▶ _WHAT NEEDS TO BE DONE_
Pull out every line below containing the word "Formatter".

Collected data
________________________

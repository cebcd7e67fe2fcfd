use std::fmt;

use chrono::{DateTime, NaiveDate, NaiveDateTime, SecondsFormat, Utc};
use serde::{de, Deserialize, Deserializer, Serialize, Serializer};

macro_rules! id_newtype {
    ($name:ident) => {
        #[derive(Debug, Clone, PartialEq, Eq, Hash, PartialOrd, Ord, Serialize, Deserialize)]
        #[serde(transparent)]
        pub struct $name(pub String);

        impl $name {
            pub fn new(value: impl Into<String>) -> Self {
                Self(value.into())
            }

            pub fn as_str(&self) -> &str {
                &self.0
            }
        }

        impl fmt::Display for $name {
            fn fmt(&self, f: &mut fmt::Formatter<'_>) -> fmt::Result {
                f.write_str(&self.0)
            }
        }
    };
}

id_newtype!(UserId);
id_newtype!(ChatId);

/// Local mirror of an identity-provider user, keyed by the provider's subject id.
#[derive(Debug, Clone, PartialEq, Eq, Serialize, Deserialize)]
pub struct UserRecord {
    pub id: UserId,
    pub email: String,
    #[serde(rename = "name")]
    pub display_name: String,
    #[serde(rename = "image")]
    pub avatar_url: String,
}

/// Point in time as reported by the chat backend.
///
/// Accepts RFC 3339, naive `YYYY-MM-DDTHH:MM:SS[.fff]` (read as UTC) and
/// date-only `YYYY-MM-DD` (midnight UTC). Always serializes as RFC 3339.
#[derive(Debug, Clone, Copy, PartialEq, Eq, PartialOrd, Ord, Hash)]
pub struct Timestamp(pub DateTime<Utc>);

impl Timestamp {
    pub fn parse(raw: &str) -> Option<Self> {
        let raw = raw.trim();
        if let Ok(parsed) = DateTime::parse_from_rfc3339(raw) {
            return Some(Self(parsed.with_timezone(&Utc)));
        }
        if let Ok(naive) = NaiveDateTime::parse_from_str(raw, "%Y-%m-%dT%H:%M:%S%.f") {
            return Some(Self(naive.and_utc()));
        }
        NaiveDate::parse_from_str(raw, "%Y-%m-%d")
            .ok()
            .and_then(|date| date.and_hms_opt(0, 0, 0))
            .map(|naive| Self(naive.and_utc()))
    }
}

impl From<DateTime<Utc>> for Timestamp {
    fn from(value: DateTime<Utc>) -> Self {
        Self(value)
    }
}

impl fmt::Display for Timestamp {
    fn fmt(&self, f: &mut fmt::Formatter<'_>) -> fmt::Result {
        f.write_str(&self.0.to_rfc3339_opts(SecondsFormat::Millis, true))
    }
}

impl Serialize for Timestamp {
    fn serialize<S: Serializer>(&self, serializer: S) -> Result<S::Ok, S::Error> {
        serializer.collect_str(self)
    }
}

impl<'de> Deserialize<'de> for Timestamp {
    fn deserialize<D: Deserializer<'de>>(deserializer: D) -> Result<Self, D::Error> {
        let raw = String::deserialize(deserializer)?;
        Self::parse(&raw)
            .ok_or_else(|| de::Error::custom(format!("unrecognized timestamp '{raw}'")))
    }
}

/// A chat as far as the client bootstrap cares: identity plus recency.
///
/// Every other backend field is kept in `extra` so a chat survives a
/// deserialize/serialize cycle unchanged.
#[derive(Debug, Clone, PartialEq, Serialize, Deserialize)]
pub struct Chat {
    #[serde(alias = "_id")]
    pub id: ChatId,
    #[serde(rename = "updatedAt")]
    pub updated_at: Timestamp,
    #[serde(flatten)]
    pub extra: serde_json::Map<String, serde_json::Value>,
}

impl Chat {
    pub fn new(id: impl Into<String>, updated_at: Timestamp) -> Self {
        Self {
            id: ChatId::new(id),
            updated_at,
            extra: serde_json::Map::new(),
        }
    }
}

________________________

▶ _THE ANSWER_
            fn fmt(&self, f: &mut fmt::Formatter<'_>) -> fmt::Result {
    fn fmt(&self, f: &mut fmt::Formatter<'_>) -> fmt::Result {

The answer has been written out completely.